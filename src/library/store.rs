//! Library persistence

use anyhow::{Context, Result};
use sqlx::SqlitePool;

use super::book::{next_id, seed_books, Book, BookPatch};
use crate::db::KvStore;

/// Key holding the serialized book list
pub const STORAGE_KEY: &str = "korean-lib-books";

/// Repository for the book list.
///
/// The whole list is stored as one JSON value and every mutation rewrites it.
pub struct BookRepository<'a> {
    kv: KvStore<'a>,
}

impl<'a> BookRepository<'a> {
    pub fn new(pool: &'a SqlitePool) -> Self {
        Self {
            kv: KvStore::new(pool),
        }
    }

    /// Load the book list, falling back to the seed library when nothing
    /// usable is stored
    pub async fn list(&self) -> Result<Vec<Book>> {
        let raw = self.kv.get(STORAGE_KEY).await?;
        Ok(decode(raw.as_deref()))
    }

    /// Replace the whole list
    pub async fn replace_all(&self, books: &[Book]) -> Result<()> {
        self.kv.put(STORAGE_KEY, &encode(books)?).await?;
        tracing::debug!("Saved library with {} books", books.len());
        Ok(())
    }

    pub async fn get(&self, id: &str) -> Result<Option<Book>> {
        let books = self.list().await?;
        Ok(books.into_iter().find(|book| book.id == id))
    }

    /// Books whose title or author contains `term`; a blank term matches all
    pub async fn search(&self, term: &str) -> Result<Vec<Book>> {
        let books = self.list().await?;
        let term = term.trim();
        if term.is_empty() {
            return Ok(books);
        }
        Ok(books.into_iter().filter(|book| book.matches(term)).collect())
    }

    /// Append a placeholder book with the next numeric id
    pub async fn add_new(&self) -> Result<Book> {
        self.kv
            .modify(STORAGE_KEY, |raw| {
                let mut books = decode(raw.as_deref());
                let book = Book::placeholder(next_id(&books));
                books.push(book.clone());
                Ok((Some(encode(&books)?), book))
            })
            .await
    }

    /// Apply `patch` to a book. Returns `None` when the id is unknown.
    pub async fn update(&self, id: &str, patch: BookPatch) -> Result<Option<Book>> {
        let id = id.to_owned();
        self.kv
            .modify(STORAGE_KEY, move |raw| {
                let mut books = decode(raw.as_deref());
                let Some(book) = books.iter_mut().find(|book| book.id == id) else {
                    return Ok((None, None));
                };
                book.apply(patch);
                let updated = book.clone();
                Ok((Some(encode(&books)?), Some(updated)))
            })
            .await
    }

    /// Remove a book. Returns whether it existed.
    pub async fn delete(&self, id: &str) -> Result<bool> {
        let id = id.to_owned();
        self.kv
            .modify(STORAGE_KEY, move |raw| {
                let mut books = decode(raw.as_deref());
                let before = books.len();
                books.retain(|book| book.id != id);
                if books.len() == before {
                    return Ok((None, false));
                }
                Ok((Some(encode(&books)?), true))
            })
            .await
    }
}

fn decode(raw: Option<&str>) -> Vec<Book> {
    let Some(raw) = raw else {
        return seed_books();
    };

    match serde_json::from_str::<Vec<Book>>(raw) {
        Ok(books) => books,
        Err(e) => {
            tracing::warn!("Stored library is unreadable, using seed books: {}", e);
            seed_books()
        }
    }
}

fn encode(books: &[Book]) -> Result<String> {
    serde_json::to_string(books).context("Failed to serialize library")
}

#[cfg(test)]
mod tests {
    use super::*;
    use crate::db::create_memory_pool;

    #[tokio::test]
    async fn test_list_falls_back_to_seed() {
        let pool = create_memory_pool().await.unwrap();
        let repo = BookRepository::new(&pool);

        assert_eq!(repo.list().await.unwrap(), seed_books());

        KvStore::new(&pool).put(STORAGE_KEY, "{not json").await.unwrap();
        assert_eq!(repo.list().await.unwrap(), seed_books());
    }

    #[tokio::test]
    async fn test_add_update_delete() {
        let pool = create_memory_pool().await.unwrap();
        let repo = BookRepository::new(&pool);

        let added = repo.add_new().await.unwrap();
        assert_eq!(added.id, "4");
        assert_eq!(added.title, "새 도서");
        assert_eq!(repo.list().await.unwrap().len(), 4);

        let patch = BookPatch {
            title: Some("날개".to_string()),
            author: Some("이상".to_string()),
            ..Default::default()
        };
        let updated = repo.update("4", patch).await.unwrap().unwrap();
        assert_eq!(updated.title, "날개");
        assert_eq!(repo.get("4").await.unwrap().unwrap().author, "이상");

        assert!(repo.update("99", BookPatch::default()).await.unwrap().is_none());

        assert!(repo.delete("4").await.unwrap());
        assert!(!repo.delete("4").await.unwrap());
        assert!(repo.get("4").await.unwrap().is_none());
    }

    #[tokio::test]
    async fn test_deleting_everything_keeps_empty_list() {
        let pool = create_memory_pool().await.unwrap();
        let repo = BookRepository::new(&pool);

        repo.replace_all(&[]).await.unwrap();
        assert!(repo.list().await.unwrap().is_empty());
        assert_eq!(repo.add_new().await.unwrap().id, "1");
    }

    #[tokio::test]
    async fn test_search() {
        let pool = create_memory_pool().await.unwrap();
        let repo = BookRepository::new(&pool);

        let found = repo.search("김소월").await.unwrap();
        assert_eq!(found.len(), 1);
        assert_eq!(found[0].title, "진달래꽃");

        assert_eq!(repo.search("날").await.unwrap().len(), 1);
        assert_eq!(repo.search("  ").await.unwrap().len(), 3);
        assert!(repo.search("없는 책").await.unwrap().is_empty());
    }

    #[tokio::test(flavor = "multi_thread", worker_threads = 4)]
    async fn test_concurrent_adds_get_distinct_ids() {
        let pool = create_memory_pool().await.unwrap();

        let handles: Vec<_> = (0..10)
            .map(|_| {
                let pool = pool.clone();
                tokio::spawn(async move { BookRepository::new(&pool).add_new().await })
            })
            .collect();
        let mut ids = Vec::new();
        for handle in handles {
            ids.push(handle.await.unwrap().unwrap().id);
        }
        ids.sort_by_key(|id| id.parse::<u32>().unwrap());
        let expected: Vec<String> = (4..14).map(|n| n.to_string()).collect();
        assert_eq!(ids, expected);

        let books = BookRepository::new(&pool).list().await.unwrap();
        assert_eq!(books.len(), 13);
    }
}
•••
[Task prompt]
Scan the material above for "clone". Copy every line where it appears.

[Reply to the exercise]
                books.push(book.clone());
                let updated = book.clone();
                let pool = pool.clone();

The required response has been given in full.